Saved entries:
=== Section Start ===

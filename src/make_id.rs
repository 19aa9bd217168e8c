//! A helper macro for creating "ID" types.
//!
//! Every identifier that travels through documents and wire payloads is a string with semantic
//! meaning (a punishment id, a ticket id). [`make_str_id!()`] creates thin wrappers around
//! [`String`] so they cannot be mixed up.
//!
//! [`make_str_id!()`]: crate::make_str_id

/// Creates a thin string wrapper that can be used as an ID with semantic meaning.
#[macro_export]
macro_rules! make_str_id {
	($name:ident) => {
		#[allow(missing_docs, clippy::missing_docs_in_private_items)]
		#[repr(transparent)]
		#[derive(
			Debug,
			Clone,
			PartialEq,
			Eq,
			PartialOrd,
			Ord,
			Hash,
			::derive_more::Display,
			::derive_more::Into,
			::derive_more::From,
			::serde::Serialize,
			::serde::Deserialize,
			::utoipa::ToSchema,
		)]
		#[serde(transparent)]
		#[display("{_0}")]
		pub struct $name(pub String);

		impl ::std::ops::Deref for $name {
			type Target = str;

			fn deref(&self) -> &Self::Target {
				&self.0
			}
		}

		impl From<&str> for $name {
			fn from(value: &str) -> Self {
				Self(value.to_owned())
			}
		}

		impl PartialEq<str> for $name {
			fn eq(&self, other: &str) -> bool {
				self.0 == other
			}
		}

		impl PartialEq<&str> for $name {
			fn eq(&self, other: &&str) -> bool {
				self.0 == *other
			}
		}
	};
}
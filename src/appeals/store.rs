//! Datastore operations on the `tickets` collection.

use chrono::{DateTime, Utc};

use crate::appeals::{Ticket, TicketType};
use crate::database::{Collection, Datastore};
use crate::{Error, Result};

impl Datastore {
	/// Fetches a ticket by id.
	pub async fn get_ticket(&self, id: &str) -> Result<Option<Ticket>> {
		self.load(Collection::Tickets, id).await
	}

	/// Inserts a new ticket. Fails if the id is already taken.
	pub async fn insert_ticket(&self, ticket: &Ticket) -> Result<()> {
		self.insert(Collection::Tickets, &ticket.id.0, ticket).await
	}

	/// Applies `mutate` to a ticket document and saves it back.
	pub async fn update_ticket<F, R>(&self, id: &str, mutate: F) -> Result<R>
	where
		F: FnMut(&mut Ticket) -> Result<R>,
	{
		self.update(Collection::Tickets, id, mutate).await
	}

	/// Fetches the appeal ticket for the given punishment, if one exists.
	///
	/// At most one appeal may ever exist per punishment.
	pub async fn find_appeal_for_punishment(
		&self,
		punishment_id: &str,
	) -> Result<Option<Ticket>> {
		let raw = sqlx::query_scalar::<_, String>(
			"SELECT doc FROM tickets \
			 WHERE json_extract(doc, '$.type') = 'appeal' \
			 AND json_extract(doc, '$.data.punishmentId') = ?",
		)
		.bind(punishment_id)
		.fetch_optional(self.pool())
		.await?;

		raw.as_deref().map(Self::decode).transpose()
	}

	/// Fetches the most recent tickets, newest first, optionally filtered by type.
	pub async fn list_tickets(
		&self,
		kind: Option<TicketType>,
		limit: i64,
	) -> Result<Vec<Ticket>> {
		let rows = match kind {
			Some(kind) => {
				let kind = serde_json::to_value(kind)?;
				let kind = kind.as_str().ok_or_else(|| Error::invalid("ticket type"))?.to_owned();

				sqlx::query_scalar::<_, String>(
					"SELECT doc FROM tickets WHERE json_extract(doc, '$.type') = ? \
					 ORDER BY json_extract(doc, '$.created') DESC LIMIT ?",
				)
				.bind(kind)
				.bind(limit)
				.fetch_all(self.pool())
				.await?
			}
			None => {
				sqlx::query_scalar::<_, String>(
					"SELECT doc FROM tickets \
					 ORDER BY json_extract(doc, '$.created') DESC LIMIT ?",
				)
				.bind(limit)
				.fetch_all(self.pool())
				.await?
			}
		};

		rows.iter().map(|raw| Self::decode(raw)).collect()
	}

	/// Fetches every ticket created at or after `since`, newest first.
	pub async fn tickets_since(&self, since: DateTime<Utc>) -> Result<Vec<Ticket>> {
		let rows = sqlx::query_scalar::<_, String>(
			"SELECT doc FROM tickets WHERE json_extract(doc, '$.created') >= ? \
			 ORDER BY json_extract(doc, '$.created') DESC",
		)
		.bind(since.timestamp_millis())
		.fetch_all(self.pool())
		.await?;

		rows.iter().map(|raw| Self::decode(raw)).collect()
	}

	/// Counts the tickets that are not in a terminal status.
	pub async fn count_open_tickets(&self) -> Result<u64> {
		let count = sqlx::query_scalar::<_, i64>(
			"SELECT COUNT(*) FROM tickets WHERE json_extract(doc, '$.status') \
			 IN ('Open', 'Under Review', 'Pending Player Response')",
		)
		.fetch_one(self.pool())
		.await?;

		Ok(count.unsigned_abs())
	}
}
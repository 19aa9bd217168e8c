//! IP information lookups.
//!
//! Login IPs are classified (country, region, ASN, proxy/hosting flags) through an external
//! ip-api.com compatible service. Lookups degrade gracefully: on any failure the address is
//! recorded with unknown fields and the login proceeds.

use serde::Deserialize;
use url::Url;

use crate::players::IpInfo;

/// A client for an ip-api.com compatible service.
#[derive(Debug, Clone)]
pub struct IpInfoClient {
	/// The HTTP client used for lookups.
	http_client: reqwest::Client,

	/// The service base URL (e.g. `http://ip-api.com/json`).
	base_url: Url,
}

/// The response shape of ip-api.com.
#[derive(Debug, Deserialize)]
struct IpApiResponse {
	/// `success` or `fail`.
	#[serde(default)]
	status: Option<String>,

	#[allow(clippy::missing_docs_in_private_items)]
	#[serde(default)]
	country: Option<String>,

	#[allow(clippy::missing_docs_in_private_items)]
	#[serde(default, rename = "regionName")]
	region_name: Option<String>,

	/// The announcing autonomous system, e.g. `AS13335 Cloudflare, Inc.`.
	#[serde(default, rename = "as")]
	asn: Option<String>,

	#[allow(clippy::missing_docs_in_private_items)]
	#[serde(default)]
	proxy: bool,

	#[allow(clippy::missing_docs_in_private_items)]
	#[serde(default)]
	hosting: bool,
}

impl IpInfoClient {
	/// Creates a new client.
	pub fn new(http_client: reqwest::Client, base_url: Url) -> Self {
		Self {
			http_client,
			base_url,
		}
	}

	/// Looks up what the service knows about `ip_address`.
	///
	/// Never fails; unknown info is returned instead.
	pub async fn lookup(&self, ip_address: &str) -> IpInfo {
		match self.try_lookup(ip_address).await {
			Ok(info) => info,
			Err(error) => {
				tracing::warn!(%ip_address, %error, "IP info lookup failed");

				IpInfo::default()
			}
		}
	}

	/// The fallible part of [`lookup`](Self::lookup).
	async fn try_lookup(&self, ip_address: &str) -> Result<IpInfo, reqwest::Error> {
		let url = format!(
			"{base}/{ip_address}?fields=status,country,regionName,as,proxy,hosting",
			base = self.base_url.as_str().trim_end_matches('/'),
		);

		let response = self
			.http_client
			.get(url)
			.send()
			.await?
			.error_for_status()?
			.json::<IpApiResponse>()
			.await?;

		if response.status.as_deref() == Some("fail") {
			return Ok(IpInfo::default());
		}

		Ok(IpInfo {
			country: response.country,
			region: response.region_name,
			asn: response.asn,
			proxy: response.proxy,
			hosting: response.hosting,
		})
	}
}
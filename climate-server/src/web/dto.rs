//! Data transfer objects for web responses.

use serde::ser::{Serialize, SerializeMap, Serializer};

use crate::store::{PrecipitationRecord, TemperatureRecord, TemperatureSummary};

/// One reading keyed by its date.
///
/// Serializes as a single-entry object, `{"2017-08-23": 0.5}`. Readings that
/// share a date stay separate objects in a list; they are never merged.
#[derive(Debug, Clone, PartialEq)]
pub struct DatedValue<T> {
    /// Observation date (YYYY-MM-DD)
    pub date: String,

    /// Reading for that date
    pub value: T,
}

impl<T: Serialize> Serialize for DatedValue<T> {
    fn serialize<S: Serializer>(&self, serializer: S) -> Result<S::Ok, S::Error> {
        let mut map = serializer.serialize_map(Some(1))?;
        map.serialize_entry(&self.date, &self.value)?;
        map.end()
    }
}

/// Precipitation for one date; `null` where no amount was recorded.
pub type PrecipitationEntry = DatedValue<Option<f64>>;

/// Temperature observation for one date.
pub type TemperatureEntry = DatedValue<f64>;

impl From<PrecipitationRecord> for PrecipitationEntry {
    fn from(r: PrecipitationRecord) -> Self {
        DatedValue {
            date: r.date,
            value: r.prcp,
        }
    }
}

impl From<TemperatureRecord> for TemperatureEntry {
    fn from(r: TemperatureRecord) -> Self {
        DatedValue {
            date: r.date,
            value: r.tobs,
        }
    }
}

/// Response for the temperature aggregate routes.
#[derive(Debug, Clone, PartialEq, serde::Serialize)]
pub struct TemperatureSummaryResponse {
    /// Lowest observation, `null` if no rows matched
    #[serde(rename = "Min")]
    pub min: Option<f64>,

    /// Mean observation, `null` if no rows matched
    #[serde(rename = "Avg")]
    pub avg: Option<f64>,

    /// Highest observation, `null` if no rows matched
    #[serde(rename = "Max")]
    pub max: Option<f64>,
}

impl From<TemperatureSummary> for TemperatureSummaryResponse {
    fn from(s: TemperatureSummary) -> Self {
        Self {
            min: s.min,
            avg: s.avg,
            max: s.max,
        }
    }
}

/// Error response.
#[derive(Debug, serde::Serialize)]
pub struct ErrorResponse {
    /// Error message
    pub error: String,
}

=== Section End ===

**Problem details**
In the records, how many lines hold the word "fields"? Answer with the number and no other words.

**Expected answer**
2